Two hours after the test, the result was emailed to me: my blood contained 0.1 mcg/L.
The stress test still awaits me. Now, however, it was time for a celebratory ride. This time, I slipped my little camera into a jersey pocket. This time, although I plunged back into heavy traffic, I slowed the pace down. This time I looked around me as I made my way along the four sacred directions, first north, then east, south, and finally west.
There was no death wish, conscious or unconscious, on this ride. Yes, I'm mortal, but this day I was still alive. The streets and boulevards became streams and rivers of life, my bike a boat carrying me over those waterways through the vital city.

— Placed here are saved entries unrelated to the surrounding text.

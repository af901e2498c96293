//! Configuration sections.

use serde::{Deserialize, Serialize};
use std::path::PathBuf;
use std::time::Duration;

/// How to reach the share.
#[derive(Debug, Clone, PartialEq, Eq, Serialize, Deserialize)]
#[serde(default)]
pub struct ShareConfig {
    /// Name of the share, used in logs.
    pub name: String,
    /// Mount point of the share on this machine. Must be absolute.
    pub root: PathBuf,
    /// Folder on the share that every catalog path is relative to.
    pub base_folder: String,
    /// Seconds a single remote operation may take before the share is
    /// considered unreachable.
    pub timeout: u64,
}
impl Default for ShareConfig {
    fn default() -> Self {
        Self {
            name: "nas".to_string(),
            root: PathBuf::from("/mnt/nas"),
            base_folder: "PHOTO".to_string(),
            timeout: 30,
        }
    }
}
impl ShareConfig {
    pub fn timeout(&self) -> Duration {
        Duration::from_secs(self.timeout)
    }
}

#[derive(Debug, Clone, Copy, Default, PartialEq, Eq, Serialize, Deserialize)]
#[serde(rename_all = "lowercase")]
pub enum CacheBackend {
    /// One JSON document per snapshot in a directory.
    #[default]
    Json,
    /// A SQLite database file.
    Sqlite,
}

#[derive(Debug, Clone, Default, PartialEq, Eq, Serialize, Deserialize)]
#[serde(default)]
pub struct CacheConfig {
    pub backend: CacheBackend,
    /// Directory (JSON) or database file (SQLite). Defaults to a location in
    /// the platform cache directory.
    #[serde(skip_serializing_if = "Option::is_none")]
    pub path: Option<PathBuf>,
}

#[derive(Debug, Clone, PartialEq, Eq, Serialize, Deserialize)]
#[serde(default)]
pub struct StagingConfig {
    /// Local directory images are copied into.
    pub dir: PathBuf,
}
impl Default for StagingConfig {
    fn default() -> Self {
        Self { dir: PathBuf::from("static/images") }
    }
}

#[derive(Debug, Clone, PartialEq, Eq, Serialize, Deserialize)]
#[serde(default)]
pub struct CrawlConfig {
    /// Levels to descend past the immediate subfolders of the base path.
    pub max_depth: u32,
    /// A crawl that finds more folders than this fails.
    pub max_folders: usize,
    /// Sibling folders listed at the same time.
    pub concurrency: usize,
}
impl Default for CrawlConfig {
    fn default() -> Self {
        Self { max_depth: 0, max_folders: 10_000, concurrency: 4 }
    }
}

#[derive(Debug, Clone, PartialEq, Eq, Serialize, Deserialize)]
#[serde(default)]
pub struct RetrieveConfig {
    /// Files staged at the same time.
    pub concurrency: usize,
}
impl Default for RetrieveConfig {
    fn default() -> Self {
        Self { concurrency: 4 }
    }
}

On my ride I made my way ten miles through swaths of Los Angeles. It is a city where one of the most diversely ethnic populations in the world live, for the most part, in peace.
I pedaled past glass and steel skyscrapers on Wilshire Boulevard reaching into summer-blue skies, past the redolent restaurants of Little Ethiopia on Fairfax Boulevard, and past a martial arts school in Koreatown on Olylmpic Boulevard. I stopped to admire the produce in a truck parked on a residential street and I admired a the tenacious survival of Victorian-era house of somewhat faded glory.
I popped into Ramon's cane repair shop to meet and photograph Ramon at work. I accosted three women from India in their colorful saris, out on an early evening promenade. "Who is the most colorful among us?" I asked them. Obviously it was me, in my bike clothes. I made a portrait of cute Frieda the dog with her sister and papa. I photographed my own shadow as I rode by a lively crowd protesting the overthrow of the president of Honduras.
I still cast a shadow. There is still some life left in this old dog. That is why I live in Los Angeles, a city with a strong heartbeat of its own, a city with an unknown, but dwindling number of emergency rooms, none of which I ever want to visit again.
How do you live your days? Fearfully, carefully, fully, meaningfully?